▼

//! CLI command handlers
//!
//! Each subcommand has its own module with handler functions.

pub mod config;
pub mod location;
pub mod navigate;
pub mod search;
pub mod serve;

use crate::error::Result;
use clap::{Parser, Subcommand};
use std::future::Future;
use tracing_subscriber::EnvFilter;

/// Find nearby mountain peaks
#[derive(Parser)]
#[command(name = "peak-finder")]
#[command(version, about, long_about = None)]
pub struct Cli {
    #[command(subcommand)]
    pub command: Commands,
}

#[derive(Subcommand)]
pub enum Commands {
    /// Find the nearest peaks
    Search(search::SearchArgs),

    /// Get directions to one of the nearest peaks
    Navigate(navigate::NavigateArgs),

    /// Start web server (foreground)
    Serve(serve::ServeArgs),

    /// Manage configuration
    Config(config::ConfigArgs),
}

/// Run the CLI
pub async fn run() -> Result<()> {
    let cli = Cli::parse();

    match cli.command {
        Commands::Search(args) => {
            init_logging("warn");
            search::run(args).await
        }
        Commands::Navigate(args) => {
            init_logging("warn");
            navigate::run(args).await
        }
        Commands::Serve(args) => {
            init_logging("info");
            serve::run(args).await
        }
        Commands::Config(args) => config::run(args),
    }
}

/// Initialize logging to stderr
///
/// `RUST_LOG` overrides the given default filter.
pub fn init_logging(default_filter: &str) {
    let _ = tracing_subscriber::fmt()
        .with_env_filter(
            EnvFilter::try_from_default_env().unwrap_or_else(|_| EnvFilter::new(default_filter)),
        )
        .with_writer(std::io::stderr)
        .try_init();
}

/// Run a future until it completes or the user presses Ctrl-C
///
/// Returns `None` when cancelled; the future and any partial results are
/// dropped.
pub async fn until_cancelled<T>(future: impl Future<Output = Result<T>>) -> Result<Option<T>> {
    tokio::select! {
        result = future => result.map(Some),
        _ = tokio::signal::ctrl_c() => {
            eprintln!("Cancelled");
            Ok(None)
        }
    }
}
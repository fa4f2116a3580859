//! Configuration management
//!
//! Loads and saves configuration from XDG-compliant paths.
//! Config location: ~/.config/peak-finder/config.toml

pub mod defaults;

use crate::coord::DistanceUnit;
use crate::error::{Error, Result};
use crate::peaks::search::{
    FailurePolicy, RadiusSchedule, DEFAULT_MAX_RESULTS, DEFAULT_RADIUS_CEILING,
    DEFAULT_RADIUS_FLOOR, DEFAULT_RADIUS_STEP,
};
use crate::navigation::TravelProfile;
use defaults::*;
use serde::{Deserialize, Serialize};
use std::collections::HashMap;
use std::fs;
use std::path::PathBuf;
use std::str::FromStr;

/// Main configuration structure
#[derive(Debug, Clone, Default, Serialize, Deserialize)]
pub struct Config {
    /// Peak search settings
    #[serde(default)]
    pub search: SearchConfig,

    /// Output settings
    #[serde(default)]
    pub output: OutputConfig,

    /// Server settings
    #[serde(default)]
    pub server: ServerConfig,

    /// Location settings
    #[serde(default)]
    pub location: LocationConfig,

    /// Map URL settings
    #[serde(default)]
    pub url: UrlConfig,

    /// Directions hand-off settings
    #[serde(default)]
    pub navigation: NavigationConfig,
}

/// Peak search settings
#[derive(Debug, Clone, Serialize, Deserialize)]
pub struct SearchConfig {
    /// Overpass interpreter URL
    #[serde(default = "default_endpoint")]
    pub endpoint: String,

    /// Unit the radius schedule is expressed in
    #[serde(default)]
    pub unit: DistanceUnit,

    /// First radius tried
    #[serde(default = "default_radius_floor")]
    pub radius_floor: f64,

    /// Increment between radii
    #[serde(default = "default_radius_step")]
    pub radius_step: f64,

    /// Largest radius tried
    #[serde(default = "default_radius_ceiling")]
    pub radius_ceiling: f64,

    /// Number of peaks returned
    #[serde(default = "default_max_results")]
    pub max_results: usize,

    /// Per-request timeout in seconds
    #[serde(default = "default_timeout_secs")]
    pub timeout_secs: u64,

    /// Whether a failed radius is skipped or ends the search
    #[serde(default)]
    pub failure_policy: FailurePolicy,
}

/// Output settings
#[derive(Debug, Clone, Serialize, Deserialize)]
pub struct OutputConfig {
    /// Default output format
    #[serde(default = "default_format")]
    pub format: String,
}

/// Server settings
#[derive(Debug, Clone, Serialize, Deserialize)]
pub struct ServerConfig {
    /// Server host address
    #[serde(default = "default_host")]
    pub host: String,

    /// Server port
    #[serde(default = "default_port")]
    pub port: u16,
}

/// Location settings
#[derive(Debug, Clone, Default, Serialize, Deserialize)]
pub struct LocationConfig {
    /// If true, --here is default when no location given
    #[serde(default)]
    pub default_here: bool,
}

/// Map URL settings
#[derive(Debug, Clone, Serialize, Deserialize)]
pub struct UrlConfig {
    /// Default URL provider
    #[serde(default = "default_url_provider")]
    pub default: String,

    /// URL provider templates
    #[serde(default = "default_url_providers")]
    pub providers: HashMap<String, String>,
}

/// Directions hand-off settings
#[derive(Debug, Clone, Serialize, Deserialize)]
pub struct NavigationConfig {
    /// Default directions provider
    #[serde(default = "default_directions_provider")]
    pub default: String,

    /// Travel profile requested from the provider
    #[serde(default = "default_profile")]
    pub profile: TravelProfile,

    /// Directions URL templates
    #[serde(default = "default_directions_providers")]
    pub providers: HashMap<String, String>,
}

// Default value functions for serde
fn default_endpoint() -> String {
    DEFAULT_ENDPOINT.to_string()
}
fn default_radius_floor() -> f64 {
    DEFAULT_RADIUS_FLOOR
}
fn default_radius_step() -> f64 {
    DEFAULT_RADIUS_STEP
}
fn default_radius_ceiling() -> f64 {
    DEFAULT_RADIUS_CEILING
}
fn default_max_results() -> usize {
    DEFAULT_MAX_RESULTS
}
fn default_timeout_secs() -> u64 {
    DEFAULT_TIMEOUT_SECS
}
fn default_format() -> String {
    DEFAULT_FORMAT.to_string()
}
fn default_host() -> String {
    DEFAULT_HOST.to_string()
}
fn default_port() -> u16 {
    DEFAULT_PORT
}
fn default_url_provider() -> String {
    DEFAULT_URL_PROVIDER.to_string()
}
fn default_url_providers() -> HashMap<String, String> {
    let mut providers = HashMap::new();
    providers.insert(
        "google".to_string(),
        "https://www.google.com/maps/@{lat},{lng},14z".to_string(),
    );
    providers.insert(
        "openstreetmap".to_string(),
        "https://www.openstreetmap.org/#map=14/{lat}/{lng}".to_string(),
    );
    providers.insert(
        "apple".to_string(),
        "https://maps.apple.com/?ll={lat},{lng}".to_string(),
    );
    providers
}
fn default_directions_provider() -> String {
    DEFAULT_DIRECTIONS_PROVIDER.to_string()
}
fn default_profile() -> TravelProfile {
    TravelProfile::from_str(DEFAULT_PROFILE).unwrap_or_default()
}
fn default_directions_providers() -> HashMap<String, String> {
    let mut providers = HashMap::new();
    providers.insert(
        "google".to_string(),
        "https://www.google.com/maps/dir/?api=1&origin={from_lat},{from_lng}&destination={to_lat},{to_lng}&travelmode={mode}"
            .to_string(),
    );
    providers.insert(
        "openstreetmap".to_string(),
        "https://www.openstreetmap.org/directions?route={from_lat},{from_lng};{to_lat},{to_lng}"
            .to_string(),
    );
    providers.insert(
        "apple".to_string(),
        "https://maps.apple.com/?saddr={from_lat},{from_lng}&daddr={to_lat},{to_lng}".to_string(),
    );
    providers
}

impl Default for SearchConfig {
    fn default() -> Self {
        Self {
            endpoint: default_endpoint(),
            unit: DistanceUnit::from_str(DEFAULT_UNIT).unwrap_or_default(),
            radius_floor: default_radius_floor(),
            radius_step: default_radius_step(),
            radius_ceiling: default_radius_ceiling(),
            max_results: default_max_results(),
            timeout_secs: default_timeout_secs(),
            failure_policy: FailurePolicy::from_str(DEFAULT_FAILURE_POLICY).unwrap_or_default(),
        }
    }
}

impl SearchConfig {
    /// The radius schedule described by this config
    pub fn schedule(&self) -> Result<RadiusSchedule> {
        RadiusSchedule::new(self.radius_floor, self.radius_step, self.radius_ceiling)
    }

    /// Check values that would make every search fail
    pub fn validate(&self) -> Result<()> {
        self.schedule()?;
        if self.max_results == 0 {
            return Err(Error::Config("search.max_results must be at least 1".to_string()));
        }
        if self.timeout_secs == 0 {
            return Err(Error::Config("search.timeout_secs must be at least 1".to_string()));
        }
        Ok(())
    }
}

impl Default for OutputConfig {
    fn default() -> Self {
        Self {
            format: default_format(),
        }
    }
}

impl Default for ServerConfig {
    fn default() -> Self {
        Self {
            host: default_host(),
            port: default_port(),
        }
    }
}

impl Default for UrlConfig {
    fn default() -> Self {
        Self {
            default: default_url_provider(),
            providers: default_url_providers(),
        }
    }
}

impl Default for NavigationConfig {
    fn default() -> Self {
        Self {
            default: default_directions_provider(),
            profile: default_profile(),
            providers: default_directions_providers(),
        }
    }
}

fn parse_value<T: FromStr>(key: &str, value: &str) -> Result<T> {
    value
        .parse()
        .map_err(|_| Error::Config(format!("Invalid value for {}: {}", key, value)))
}

impl Config {
    /// Get the config directory path
    pub fn config_dir() -> Result<PathBuf> {
        dirs::config_dir()
            .map(|p| p.join(APP_DIR_NAME))
            .ok_or_else(|| Error::Config("Could not determine config directory".to_string()))
    }

    /// Get the config file path
    pub fn config_path() -> Result<PathBuf> {
        Ok(Self::config_dir()?.join(CONFIG_FILE_NAME))
    }

    /// Load configuration from the default path
    ///
    /// Creates default config if file doesn't exist
    pub fn load() -> Result<Self> {
        let path = Self::config_path()?;

        if path.exists() {
            let content = fs::read_to_string(&path)
                .map_err(|e| Error::Config(format!("Failed to read config file: {}", e)))?;

            let config: Config = toml::from_str(&content)
                .map_err(|e| Error::Config(format!("Failed to parse config file: {}", e)))?;
            config.search.validate()?;
            Ok(config)
        } else {
            let config = Config::default();
            config.save()?;
            Ok(config)
        }
    }

    /// Save configuration to the default path
    pub fn save(&self) -> Result<()> {
        let path = Self::config_path()?;

        if let Some(parent) = path.parent() {
            fs::create_dir_all(parent).map_err(|e| {
                Error::Config(format!("Failed to create config directory: {}", e))
            })?;
        }

        let content = toml::to_string_pretty(self)
            .map_err(|e| Error::Config(format!("Failed to serialize config: {}", e)))?;

        fs::write(&path, content)
            .map_err(|e| Error::Config(format!("Failed to write config file: {}", e)))?;

        Ok(())
    }

    /// Get a configuration value by key path
    ///
    /// Key format: "section.key"
    /// Returns the value as a string, or None if not found
    pub fn get(&self, key: &str) -> Option<String> {
        let parts: Vec<&str> = key.split('.').collect();

        match parts.as_slice() {
            ["search", "endpoint"] => Some(self.search.endpoint.clone()),
            ["search", "unit"] => Some(self.search.unit.to_string()),
            ["search", "radius_floor"] => Some(self.search.radius_floor.to_string()),
            ["search", "radius_step"] => Some(self.search.radius_step.to_string()),
            ["search", "radius_ceiling"] => Some(self.search.radius_ceiling.to_string()),
            ["search", "max_results"] => Some(self.search.max_results.to_string()),
            ["search", "timeout_secs"] => Some(self.search.timeout_secs.to_string()),
            ["search", "failure_policy"] => Some(self.search.failure_policy.to_string()),

            ["output", "format"] => Some(self.output.format.clone()),

            ["server", "host"] => Some(self.server.host.clone()),
            ["server", "port"] => Some(self.server.port.to_string()),

            ["location", "default_here"] => Some(self.location.default_here.to_string()),

            ["url", "default"] => Some(self.url.default.clone()),

            ["navigation", "default"] => Some(self.navigation.default.clone()),
            ["navigation", "profile"] => Some(self.navigation.profile.to_string()),

            _ => None,
        }
    }

    /// Set a configuration value by key path
    ///
    /// Key format: "section.key"
    /// Returns error if key is invalid or value type is wrong. Search values
    /// are validated together, so a change that would break every search is
    /// rejected and leaves the config untouched.
    pub fn set(&mut self, key: &str, value: &str) -> Result<()> {
        let parts: Vec<&str> = key.split('.').collect();
        let mut search = self.search.clone();

        match parts.as_slice() {
            ["search", "endpoint"] => search.endpoint = value.to_string(),
            ["search", "unit"] => search.unit = parse_value(key, value)?,
            ["search", "radius_floor"] => search.radius_floor = parse_value(key, value)?,
            ["search", "radius_step"] => search.radius_step = parse_value(key, value)?,
            ["search", "radius_ceiling"] => search.radius_ceiling = parse_value(key, value)?,
            ["search", "max_results"] => search.max_results = parse_value(key, value)?,
            ["search", "timeout_secs"] => search.timeout_secs = parse_value(key, value)?,
            ["search", "failure_policy"] => search.failure_policy = parse_value(key, value)?,

            ["output", "format"] => self.output.format = value.to_string(),

            ["server", "host"] => self.server.host = value.to_string(),
            ["server", "port"] => self.server.port = parse_value(key, value)?,

            ["location", "default_here"] => {
                self.location.default_here = parse_value(key, value)?;
            }

            ["url", "default"] => self.url.default = value.to_string(),

            ["navigation", "default"] => self.navigation.default = value.to_string(),
            ["navigation", "profile"] => self.navigation.profile = parse_value(key, value)?,

            _ => {
                return Err(Error::Config(format!("Unknown config key: {}", key)));
            }
        }

        search.validate()?;
        self.search = search;
        Ok(())
    }

    /// List all available config keys
    pub fn available_keys() -> Vec<&'static str> {
        vec![
            "search.endpoint",
            "search.unit",
            "search.radius_floor",
            "search.radius_step",
            "search.radius_ceiling",
            "search.max_results",
            "search.timeout_secs",
            "search.failure_policy",
            "output.format",
            "server.host",
            "server.port",
            "location.default_here",
            "url.default",
            "navigation.default",
            "navigation.profile",
        ]
    }

    /// Format a map URL using the specified provider
    ///
    /// Replaces {lat} and {lng} placeholders with actual values
    pub fn format_url(&self, provider: Option<&str>, lat: f64, lng: f64) -> Result<String> {
        let provider_name = provider.unwrap_or(&self.url.default);

        let template = self
            .url
            .providers
            .get(provider_name)
            .ok_or_else(|| Error::Config(format!("Unknown URL provider: {}", provider_name)))?;

        Ok(template
            .replace("{lat}", &lat.to_string())
            .replace("{lng}", &lng.to_string()))
    }

    /// Look up a directions URL template
    pub fn directions_template(&self, provider: Option<&str>) -> Result<&str> {
        let provider_name = provider.unwrap_or(&self.navigation.default);

        self.navigation
            .providers
            .get(provider_name)
            .map(String::as_str)
            .ok_or_else(|| {
                Error::Config(format!("Unknown directions provider: {}", provider_name))
            })
    }

    /// Get server address as "host:port"
    pub fn server_addr(&self) -> String {
        format!("{}:{}", self.server.host, self.server.port)
    }
}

▲

Task description: Retype, exactly and with nothing added, the lines of the material above from the first through the one that contains "Find the nearest peaks".

Written solution:
//! CLI command handlers
//!
//! Each subcommand has its own module with handler functions.

pub mod config;
pub mod location;
pub mod navigate;
pub mod search;
pub mod serve;

use crate::error::Result;
use clap::{Parser, Subcommand};
use std::future::Future;
use tracing_subscriber::EnvFilter;

/// Find nearby mountain peaks
#[derive(Parser)]
#[command(name = "peak-finder")]
#[command(version, about, long_about = None)]
pub struct Cli {
    #[command(subcommand)]
    pub command: Commands,
}

#[derive(Subcommand)]
pub enum Commands {
    /// Find the nearest peaks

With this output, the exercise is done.